Frutos dessa iniciativa são vistos em 1996 quando é criado o Programa de Anemia Falciforme no país. No município do Recife foi formado um grupo de trabalho desde o ano de 2002 com o objetivo de estudar situações decorrentes da Anemia Falciforme. No ano de 2006, esse grupo é transformado no “Grupo de Trabalho da Saúde da População Negra” e instituída a “Política Municipal de Atenção Integral à Saúde da População Negra”. No cenário Nacional em 2004, o documento “Política nacional de saúde da População Negra: uma questão de equidade” é referendado pela assinatura de um termo de compromisso por parte da SEPPIR e do Ministério da Saúde, durante o I Seminário Nacional de Saúde da População Negra. Nos anos de 2005 e 2006 diversos seminários e reuniões técnicas culminaram na aprovação da “Política Nacional de Saúde Integral da População Negra” pelo Conselho Nacional de Saúde em 2006, contudo, apenas em 2009 ocorreu a instituição da política.
A PNSIPN é criada em 2006 em Recife e em 2009 no país, alertando para as piores condições de gestação, nascimento, envelhecimento e morte da PN em quase todos os motivos de adoecimento (morbidade) e morte (mortalidade) quando desagregamos os casos por raça/cor e identificamos a População Negra como a soma dos autodeclarados como pretos e pardos.
Sobretudo no período da pandemia da COVID-19, frente às singularidades da realidade brasileira, vemos como a PN é aquela que mais adoece, menos é diagnosticada, têm mais dificuldade para conseguir tratamento e vacinação e morre em maior quantidade. As estratégias utilizadas pelo Estado brasileiro tem um genocídio aparentemente executado por seu presidente mais em sua essência versa a respeita de uma política de extermínio, arquitetada pelas classes dominantes advindas do agronegócio, varejo, empreiteiras, mercado financeiro e afins, que, outrora utilizava-se da coerção das PMs e abandono do Estado e recentemente perceberam em um vírus uma estratégia eficiente dar continuidade ao genocídio.
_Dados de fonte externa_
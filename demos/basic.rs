use std::time::Instant;

use skipset::SkipSet;

fn show<T: std::fmt::Display>(pos: skipset::Cursor<'_, T>) -> String {
  match pos.get() {
    Ok(v) => v.to_string(),
    Err(_) => "end".to_string(),
  }
}

fn basic_operations() {
  println!("=== basic operations ===");

  let mut set = SkipSet::new();
  for v in [10, 20, 5, 15, 25] {
    set.insert(v);
  }

  println!("len: {}", set.len());
  println!("elements: {set:?}");

  if let Ok(v) = set.find(&15).get() {
    println!("found: {v}");
  }

  println!("lower_bound(12): {}", show(set.lower_bound(&12)));
  println!("upper_bound(12): {}", show(set.upper_bound(&12)));
  println!("upper_bound(25): {}", show(set.upper_bound(&25)));
}

fn strings() {
  println!("\n=== strings ===");

  let mut set = SkipSet::<String>::new();
  for fruit in ["pear", "banana", "orange", "apple"] {
    set.emplace(fruit);
  }

  let sorted: Vec<&str> = set.iter().map(String::as_str).collect();
  println!("in alphabetical order: {}", sorted.join(" "));
}

fn cursors() {
  println!("\n=== cursors ===");

  let set: SkipSet<i32> = (1..=10).collect();

  let mut forward = Vec::new();
  let mut cur = set.begin();
  while let Ok(v) = cur.get() {
    forward.push(*v);
    cur.advance();
  }
  println!("forward: {forward:?}");

  // Only forward traversal is supported, go through a Vec to reverse.
  let mut backward: Vec<i32> = set.iter().copied().collect();
  backward.reverse();
  println!("backward: {backward:?}");

  let between: Vec<i32> = set.range(3..=6).copied().collect();
  println!("range(3..=6): {between:?}");
}

fn performance() {
  println!("\n=== performance ===");

  const N: i32 = 10_000;
  let mut set = SkipSet::new();

  let start = Instant::now();
  for i in 0..N {
    set.insert(i);
  }
  println!("inserted {N} elements in {:?}", start.elapsed());

  let start = Instant::now();
  let found = (0..N).step_by(100).filter(|i| set.contains(i)).count();
  println!("looked up {found} elements in {:?}", start.elapsed());
  println!("height: {}", set.height());
}

fn main() {
  basic_operations();
  strings();
  cursors();
  performance();
}
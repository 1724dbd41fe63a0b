use std::vec::Vec;

use super::Height;

/// A link between two towers: the index of a node in the [`Arena`], or one of
/// the two sentinels [`NodePtr::NULL`] and [`NodePtr::HEAD`].
#[derive(Debug, Clone, Copy, PartialEq, Eq)]
pub(crate) struct NodePtr(u32);

impl NodePtr {
  /// The absent link, past the last node of a level.
  pub(crate) const NULL: Self = Self(u32::MAX);

  /// The head of the skiplist, which holds no value.
  pub(crate) const HEAD: Self = Self(u32::MAX - 1);

  #[inline]
  pub(crate) const fn is_null(&self) -> bool {
    self.0 == Self::NULL.0
  }

  #[inline]
  const fn index(&self) -> usize {
    self.0 as usize
  }
}

#[derive(Debug)]
struct Node<T> {
  value: T,
  /// Offset of the first link of this node's tower in `Arena::links`.
  tower: usize,
  height: Height,
}

/// Owns every node of a skiplist and the towers linking them.
///
/// Towers are stored back to back in a single link table; the head tower comes
/// first and spans `max_height` levels, every other tower spans exactly the
/// height of its node. Nodes are never moved or freed individually, so a
/// [`NodePtr`] stays valid until the arena is cleared.
#[derive(Debug)]
pub(crate) struct Arena<T> {
  nodes: Vec<Node<T>>,
  links: Vec<NodePtr>,
  max_height: Height,
}

impl<T> Arena<T> {
  /// The largest number of nodes that can be addressed, the two sentinels are
  /// carved out of the `u32` index space.
  pub(crate) const MAX_NODES: usize = (u32::MAX - 1) as usize;

  pub(crate) fn new(max_height: Height, capacity: usize) -> Self {
    let head_height = max_height.to_usize();
    let mut links = Vec::with_capacity(head_height + capacity);
    links.resize(head_height, NodePtr::NULL);

    Self {
      nodes: Vec::with_capacity(capacity),
      links,
      max_height,
    }
  }

  /// Returns the number of nodes, the head excluded.
  #[inline]
  pub(crate) fn len(&self) -> usize {
    self.nodes.len()
  }

  #[inline]
  pub(crate) const fn max_height(&self) -> Height {
    self.max_height
  }

  /// Allocates a node with a tower of `height` levels, all of them unlinked.
  pub(crate) fn allocate(&mut self, value: T, height: Height) -> NodePtr {
    assert!(
      self.nodes.len() < Self::MAX_NODES,
      "skipset cannot hold more than {} elements",
      Self::MAX_NODES
    );
    debug_assert!(height <= self.max_height);

    let tower = self.links.len();
    self.links.resize(tower + height.to_usize(), NodePtr::NULL);

    let ptr = NodePtr(self.nodes.len() as u32);
    self.nodes.push(Node {
      value,
      tower,
      height,
    });
    ptr
  }

  /// Returns the number of levels the tower of `ptr` spans.
  #[inline]
  pub(crate) fn height(&self, ptr: NodePtr) -> usize {
    if ptr == NodePtr::HEAD {
      return self.max_height.to_usize();
    }
    self.nodes[ptr.index()].height.to_usize()
  }

  #[inline]
  fn tower(&self, ptr: NodePtr) -> usize {
    if ptr == NodePtr::HEAD {
      return 0;
    }
    self.nodes[ptr.index()].tower
  }

  /// Returns the successor of `ptr` on `level`.
  ///
  /// `ptr` must be the head or a node whose tower reaches `level`.
  #[inline]
  pub(crate) fn next(&self, ptr: NodePtr, level: usize) -> NodePtr {
    debug_assert!(!ptr.is_null());
    debug_assert!(level < self.height(ptr));
    self.links[self.tower(ptr) + level]
  }

  /// Links `ptr` to `next` on `level`.
  #[inline]
  pub(crate) fn set_next(&mut self, ptr: NodePtr, level: usize, next: NodePtr) {
    debug_assert!(!ptr.is_null());
    debug_assert!(level < self.height(ptr));
    let offset = self.tower(ptr) + level;
    self.links[offset] = next;
  }

  /// Returns the value stored in `ptr`, which must be a node.
  #[inline]
  pub(crate) fn value(&self, ptr: NodePtr) -> &T {
    &self.nodes[ptr.index()].value
  }

  /// Returns the value stored in `ptr`, or `None` for the sentinels.
  #[inline]
  pub(crate) fn get(&self, ptr: NodePtr) -> Option<&T> {
    self.nodes.get(ptr.index()).map(|node| &node.value)
  }

  /// Drops every node and unlinks the head tower.
  pub(crate) fn clear(&mut self) {
    self.nodes.clear();
    self.links.truncate(self.max_height.to_usize());
    self.links.fill(NodePtr::NULL);
  }

  /// Consumes the arena, returns the values in bottom level order.
  pub(crate) fn into_values(self) -> Vec<T> {
    let mut rank = Vec::with_capacity(self.nodes.len());
    rank.resize(self.nodes.len(), 0usize);

    let mut cur = self.next(NodePtr::HEAD, 0);
    let mut i = 0;
    while !cur.is_null() {
      rank[cur.index()] = i;
      i += 1;
      cur = self.next(cur, 0);
    }

    let mut slots: Vec<Option<T>> = Vec::with_capacity(self.nodes.len());
    slots.resize_with(self.nodes.len(), || None);
    for (node, rank) in self.nodes.into_iter().zip(rank) {
      slots[rank] = Some(node.value);
    }
    slots.into_iter().flatten().collect()
  }
}
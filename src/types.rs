use core::fmt;

use super::{Error, MAX_HEIGHT};

/// Height which is used to configure the maximum tower height of a skiplist, and
/// to describe the tower height of a single element. It is always in range `1..=32`.
#[derive(Debug, Clone, Copy, PartialEq, Eq, PartialOrd, Ord, Hash)]
pub struct Height(u8);

impl Default for Height {
  #[inline]
  fn default() -> Self {
    Self::new()
  }
}

impl Height {
  /// The smallest height, a tower which only lives on the bottom level.
  pub const MIN: Self = Self(1);

  /// The largest height, see [`MAX_HEIGHT`].
  pub const MAX: Self = Self(MAX_HEIGHT as u8);

  /// Returns the default height, which is [`Height::MAX`].
  ///
  /// ## Example
  ///
  /// ```rust
  /// use skipset::Height;
  ///
  /// assert_eq!(Height::new(), Height::MAX);
  /// ```
  #[inline]
  pub const fn new() -> Self {
    Self::MAX
  }

  /// Creates a height, returns an error if `height` is not in range `1..=MAX_HEIGHT`.
  ///
  /// ## Example
  ///
  /// ```rust
  /// use skipset::Height;
  ///
  /// assert_eq!(Height::try_new(12).unwrap().to_usize(), 12);
  /// assert!(Height::try_new(0).is_err());
  /// assert!(Height::try_new(33).is_err());
  /// ```
  #[inline]
  pub const fn try_new(height: usize) -> Result<Self, Error> {
    if height == 0 || height > MAX_HEIGHT {
      return Err(Error::InvalidHeight(height));
    }
    Ok(Self(height as u8))
  }

  /// Creates a height without range checks, the caller keeps `1 <= height <= MAX_HEIGHT`.
  #[inline]
  pub(crate) const fn from_usize_unchecked(height: usize) -> Self {
    debug_assert!(height >= 1 && height <= MAX_HEIGHT);
    Self(height as u8)
  }

  /// Returns the height as `usize`.
  #[inline]
  pub const fn to_usize(self) -> usize {
    self.0 as usize
  }

  /// Returns the height as `u8`.
  #[inline]
  pub const fn to_u8(self) -> u8 {
    self.0
  }
}

impl TryFrom<usize> for Height {
  type Error = Error;

  #[inline]
  fn try_from(height: usize) -> Result<Self, Self::Error> {
    Self::try_new(height)
  }
}

impl TryFrom<u8> for Height {
  type Error = Error;

  #[inline]
  fn try_from(height: u8) -> Result<Self, Self::Error> {
    Self::try_new(height as usize)
  }
}

impl From<Height> for usize {
  #[inline]
  fn from(height: Height) -> Self {
    height.to_usize()
  }
}

impl From<Height> for u8 {
  #[inline]
  fn from(height: Height) -> Self {
    height.0
  }
}

impl PartialEq<usize> for Height {
  #[inline]
  fn eq(&self, other: &usize) -> bool {
    self.to_usize().eq(other)
  }
}

impl PartialOrd<usize> for Height {
  #[inline]
  fn partial_cmp(&self, other: &usize) -> Option<core::cmp::Ordering> {
    self.to_usize().partial_cmp(other)
  }
}

impl fmt::Display for Height {
  fn fmt(&self, f: &mut fmt::Formatter<'_>) -> fmt::Result {
    write!(f, "{}", self.0)
  }
}
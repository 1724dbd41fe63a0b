#![doc = include_str!("../README.md")]
#![cfg_attr(not(feature = "std"), no_std)]
#![cfg_attr(docsrs, feature(doc_cfg))]
#![cfg_attr(docsrs, allow(unused_attributes))]
#![deny(missing_docs)]
#![forbid(unsafe_code)]

#[cfg(not(feature = "std"))]
extern crate alloc as std;

#[cfg(feature = "std")]
extern crate std;

use core::cmp;

mod arena;

mod error;
pub use error::Error;

mod level;

mod options;
pub use options::Options;

mod types;
pub use types::Height;

/// An ordered set implementation based on skiplist
pub mod set;
pub use set::{Cursor, IntoIter, Iter, Range, SkipSet};

pub use rand;

/// The maximum number of levels a skiplist can have.
pub const MAX_HEIGHT: usize = 32;

/// The default probability that a tower grows by one more level.
pub const DEFAULT_PROBABILITY: f64 = 0.25;

/// Comparator defines the ordering relation a [`SkipSet`] keeps its elements in.
///
/// The relation must be a strict weak order: two elements are considered the same
/// element when neither is ordered before the other, i.e. `compare` returns
/// [`Ordering::Equal`](cmp::Ordering::Equal).
///
/// Any closure of the shape `Fn(&T, &T) -> Ordering` is a comparator.
pub trait Comparator<T: ?Sized> {
  /// Compares two elements.
  fn compare(&self, a: &T, b: &T) -> cmp::Ordering;
}

impl<T, F> Comparator<T> for F
where
  T: ?Sized,
  F: Fn(&T, &T) -> cmp::Ordering,
{
  #[inline]
  fn compare(&self, a: &T, b: &T) -> cmp::Ordering {
    self(a, b)
  }
}

/// Ascend is a comparator that orders elements in ascending order.
#[derive(Clone, Copy, Debug, Default, PartialEq, Eq, Hash)]
pub struct Ascend;

impl<T: ?Sized + Ord> Comparator<T> for Ascend {
  #[inline]
  fn compare(&self, a: &T, b: &T) -> cmp::Ordering {
    a.cmp(b)
  }
}

/// Descend is a comparator that orders elements in descending order.
#[derive(Clone, Copy, Debug, Default, PartialEq, Eq, Hash)]
pub struct Descend;

impl<T: ?Sized + Ord> Comparator<T> for Descend {
  #[inline]
  fn compare(&self, a: &T, b: &T) -> cmp::Ordering {
    b.cmp(a)
  }
}
/// Error type for the [`SkipSet`](crate::SkipSet).
#[derive(Debug, Clone, Copy, PartialEq)]
pub enum Error {
  /// Indicates that the end position of a [`SkipSet`](crate::SkipSet) was dereferenced.
  /// The end position is one past the last element and never holds a value.
  PastTheEnd,

  /// Indicates that a height is not in range `1..=MAX_HEIGHT`.
  InvalidHeight(usize),

  /// Indicates that the probability for growing a tower is not in range `(0, 1)`.
  InvalidProbability(f64),
}

impl core::fmt::Display for Error {
  fn fmt(&self, f: &mut core::fmt::Formatter<'_>) -> core::fmt::Result {
    match self {
      Self::PastTheEnd => write!(f, "cannot dereference the end position of the skipset"),
      Self::InvalidHeight(height) => write!(
        f,
        "height {height} is out of range, expected 1..={}",
        crate::MAX_HEIGHT
      ),
      Self::InvalidProbability(p) => {
        write!(f, "probability {p} is out of range, expected (0, 1)")
      }
    }
  }
}

#[cfg(feature = "std")]
impl std::error::Error for Error {}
Este quadro nos mostra a extrema necessidade de visibilizar as lutas e as conquistas históricas da PN neste país, suas conquistas como o Sistema Único de Saúde e a PNAISPN, e, de tomar como exemplo a única estratégia viável para a obtenção de melhores condições de vida e saúde: a tomada das ruas, o tensionamento extensivo do Estado e a criação do poder Negro que no Brasil só pode ser efetivado pela destituição das sociedade de classes e pela via do Poder Popular.
Referências
COSTA, A. M. Participação social na conquista das políticas de saúde para mulheres no Brasil. Ciênc. saúde coletiva 14 (4) 1073-1083, 2009 • Ago 2009
EVARISTO, C.. Becos da Memória. Rio de Janeiro: Pallas. 2020.
GONZALEZ, L. Por um Feminismo Afro-latino-americano. Rio de Janeiro: Zahar, 2020, 375p.
JESUS, C. M. de. Quarto de despejo: diário de uma favelada. 9. ed. São Paulo: Editora Ática, 2014. 199p.
MARCHA ZUMBI DOS PALMARES. Marcha Zumbi contra o Racismo, pela igualdade e a Vida. Brasília, Nov. 1995. Disponível em http://memorialdademocracia.com.br/card/marcha-zumbi-reune-30-mil-em-brasilia acesso em 16 Mar. 2019.
MOURA, C. S. A.. Sociologia do negro brasileiro. São Paulo: Perspectiva, 2. ed. 2019
_______. Dicionário da escravidão negra no Brasil. São Paulo, Editora Universidade de São Paulo. 2013. 434 p.
______ . Quilombos: resistência ao escravismo . São Paulo, Expressão Popular. 2020. 136p.
RIOS, F. M.. O protesto negro no Brasil contemporâneo (1978-2010). Lua Nova, São Paulo, n. 85, p. 41-79, 2012
SILVA. F. A. Frente Negra Pernambucana e sua proposta de educação negra na ótica de um de seus fundadores: José Vicente Rodrigues Lima – década de 1930. 2008 [tese] (Doutorado em Educação) Faculdade de Educação, Universidade do Ceará, Fortaleza.